What outdoor activities do you guys participate in you and your family?

“I still rock climb with a bunch of buddies, paddle a little bit, not as much as I used to, and mountain bike and ski.”

 

Gareth’s advice to get into the outdoor industry:

Do your homework and align yourself with brands, with companies who have the same values as you.

 

Gareth’s favorite piece of outdoor gear under a hundred dollars:

Grayl water purifier

 

Follow up with Gareth:

gareth@outdoorprolink.com

Linkedin

Outdoor Prolink

Facebook

Instagram

Twitter

Vimeo

 

Snippets:

02:06 – 02:29 Gareth’s Introduction to the Outdoors

04:02 – 04:18 What is Outdoor Prolink?

25:22 – 25:36 Gareth Richard’s Advice to get in the Outdoor Industry

Outdoor Prolink, Where Authentic Outdoor Pros Get Their Gear With Founder Gareth Richards

Welcome to this episode with my long-time outdoor biz buddy Gareth Richards, Founder of Prolink. Gareth began his outdoor career as a guide and educator and then got into the online biz with PlanetOutdoors.com before online was a thing. He spent time as VP of Sales for Lowe Alpine and Mountainsmith. He started Prolink in September of 2004. Welcome to the show, Gareth.

Thanks, Rick. It’s my pleasure to be here. Thanks for having me.

It’s great talking with you. I haven’t caught up with you in quite some time. We first met when I was in Denver. Were you working at Kelty then?

I was probably with Lowe Alpine or Mountainsmith.

Let’s start off with how you were introduced to the outdoors. How’d you get into the whole outdoor lifestyle?

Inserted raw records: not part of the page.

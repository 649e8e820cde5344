//! Unit tests for schema declaration and validation.
#![expect(
    clippy::expect_used,
    reason = "tests panic to surface parsing mistakes"
)]

use rstest::rstest;

use super::*;
use crate::{BehaviorOverride, Nargs, SchemaError};

fn build_one(field: FieldDescriptor) -> Result<Schema, SchemaError> {
    Schema::builder("Sample").field(field).build()
}

fn metadata_error(field: FieldDescriptor) -> String {
    match build_one(field) {
        Err(SchemaError::InvalidMetadata { detail, .. }) => detail,
        other => panic!("expected invalid metadata, got {other:?}"),
    }
}

#[test]
fn preserves_declaration_order() {
    let schema = Schema::builder("Job")
        .about("Runs a job")
        .field(FieldDescriptor::new("name", TypeExpr::string()))
        .field(FieldDescriptor::new("retries", TypeExpr::int()))
        .field(FieldDescriptor::new("verbose", TypeExpr::bool()))
        .build()
        .expect("valid schema");
    let names: Vec<&str> = schema.fields().iter().map(FieldDescriptor::name).collect();
    assert_eq!(names, ["name", "retries", "verbose"]);
    assert_eq!(schema.about(), Some("Runs a job"));
    assert!(schema.field("retries").is_some());
    assert!(schema.field("absent").is_none());
}

#[test]
fn rejects_duplicate_fields() {
    let err = Schema::builder("Job")
        .field(FieldDescriptor::new("name", TypeExpr::string()))
        .field(FieldDescriptor::new("name", TypeExpr::int()))
        .build()
        .expect_err("duplicate field");
    assert_eq!(
        err,
        SchemaError::DuplicateField {
            schema: "Job".to_owned(),
            field: "name".to_owned(),
        }
    );
}

#[rstest]
#[case::nested_option(TypeExpr::optional(TypeExpr::optional(TypeExpr::int())))]
#[case::list_of_lists(TypeExpr::list(TypeExpr::list(TypeExpr::int())))]
#[case::list_of_options(TypeExpr::list(TypeExpr::optional(TypeExpr::int())))]
fn rejects_unsupported_shapes(#[case] ty: TypeExpr) {
    let err = build_one(FieldDescriptor::new("value", ty)).expect_err("unsupported");
    assert!(
        matches!(err, SchemaError::UnsupportedType { .. }),
        "unexpected error: {err:?}"
    );
}

#[rstest]
#[case::empty(ChoiceSet::strings(Vec::<String>::new()))]
#[case::mixed(ChoiceSet::new(ScalarKind::String, [Value::Str("a".into()), Value::Int(1)]))]
fn rejects_invalid_choice_sets(#[case] set: ChoiceSet) {
    let err = build_one(FieldDescriptor::new("mode", TypeExpr::Choice(set))).expect_err("choices");
    assert!(
        matches!(err, SchemaError::InvalidChoices { .. }),
        "unexpected error: {err:?}"
    );
}

#[test]
fn skipped_fields_need_a_default() {
    let detail = metadata_error(
        FieldDescriptor::new("token", TypeExpr::string())
            .with_metadata(FieldMetadata::default().excluded_from_cli()),
    );
    assert!(detail.contains("need a default"), "{detail}");
}

#[rstest]
#[case::not_a_list(
    FieldDescriptor::new("value", TypeExpr::int())
        .with_metadata(FieldMetadata::default().with_nargs(Nargs::Exactly(2))),
    "nargs requires a list field"
)]
#[case::zero(
    FieldDescriptor::new("values", TypeExpr::list(TypeExpr::int()))
        .with_metadata(FieldMetadata::default().with_nargs(Nargs::Exactly(0))),
    "at least 1"
)]
#[case::bad_long(
    FieldDescriptor::new("value", TypeExpr::int())
        .with_metadata(FieldMetadata::default().with_cli_long("-value")),
    "must not start with"
)]
#[case::bad_short(
    FieldDescriptor::new("value", TypeExpr::int())
        .with_metadata(FieldMetadata::default().with_cli_short('?')),
    "ASCII alphanumeric"
)]
#[case::positional_flag(
    FieldDescriptor::new("verbose", TypeExpr::bool())
        .with_metadata(FieldMetadata::default().as_positional()),
    "cannot be positional"
)]
#[case::count_on_string(
    FieldDescriptor::new("level", TypeExpr::string())
        .with_metadata(FieldMetadata::default().with_behavior(BehaviorOverride::Count)),
    "counters require an integer field"
)]
#[case::choices_on_flag(
    FieldDescriptor::new("verbose", TypeExpr::bool())
        .with_metadata(FieldMetadata::default().with_choices([Value::Bool(true)])),
    "choices cannot apply to a flag"
)]
fn rejects_contradictory_metadata(#[case] field: FieldDescriptor, #[case] expected: &str) {
    let detail = metadata_error(field);
    assert!(detail.contains(expected), "'{detail}' lacks '{expected}'");
}

#[test]
fn rejects_defaults_that_do_not_fit() {
    let detail = metadata_error(
        FieldDescriptor::new("retries", TypeExpr::int()).with_default(Value::Str("three".into())),
    );
    assert!(detail.contains("does not fit"), "{detail}");
}

#[test]
fn accepts_choice_defaults_from_the_set() {
    let field = FieldDescriptor::new("mode", TypeExpr::Choice(ChoiceSet::strings(["fast", "safe"])))
        .with_default(Value::Str("safe".into()));
    assert!(build_one(field).is_ok());
}

#[test]
fn default_display_hides_empty_values() {
    assert_eq!(DefaultValue::Value(Value::Null).display(), None);
    assert_eq!(DefaultValue::Value(Value::List(Vec::new())).display(), None);
    assert_eq!(DefaultValue::Factory(|| Value::Int(1)).display(), None);
    assert_eq!(
        DefaultValue::Value(Value::Int(3)).display(),
        Some("3".to_owned())
    );
}

#[test]
fn type_expressions_render_structurally() {
    let ty = TypeExpr::optional(TypeExpr::list(TypeExpr::Choice(ChoiceSet::strings([
        "a", "b",
    ]))));
    assert_eq!(ty.to_string(), "Option<Vec<one of {a, b}>>");
}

I am from a different part of the world. I am from Wales in the UK. I played a lot of rugby in school. One of the things that interested me was the outdoors. There are a lot of outdoor activities going on in Wales. There was a sixteen-year-old girl who lived on a farm couple of miles away. She was a kayaker and she was on the Welsh Slalom Kayak Team. My mom asked her dad that if she would take me kayaking on this little river in Wales and I did. I swam a bunch of times. I was hook, line and sinker onboard. I bought a spray skirt, a kayak paddle, a helmet, and the whole nine yards. I was sixteen. It was a lot. I’ve been a paddler for a long time.

Do you remember the name of the river?

The River Teifi in Llandysul, which is the name of the town.

What about the skirt?

The brand of the spray skirt was Whitewater. I bought it because she had a Whitewater spray skirt. I had to be like her.

Have you lost contact with her, all these years later?

I have no idea. I actually tried to dig her up. In college, they have a minor in the UK and a major, which was Environmental Studies that I did. My minor was Outdoor Pursuits. The main professor, I held him on a pedestal. He introduced me to mountaineering, rock climbing, orienteering and more kayaking.

Tell our audience about Outdoor Prolink. What do you guys do and how does it work?

Prolink is a way for brands to connect with people who work in the outdoor industry. Those people are the mountain guides, search and rescue people, and people who work in the outdoor brands. That’s the demographic that we look into. We market to them and so we ask them to come to the site and they apply for membership. We don’t take anybody. We only take people who legitimately work in the outdoor industry.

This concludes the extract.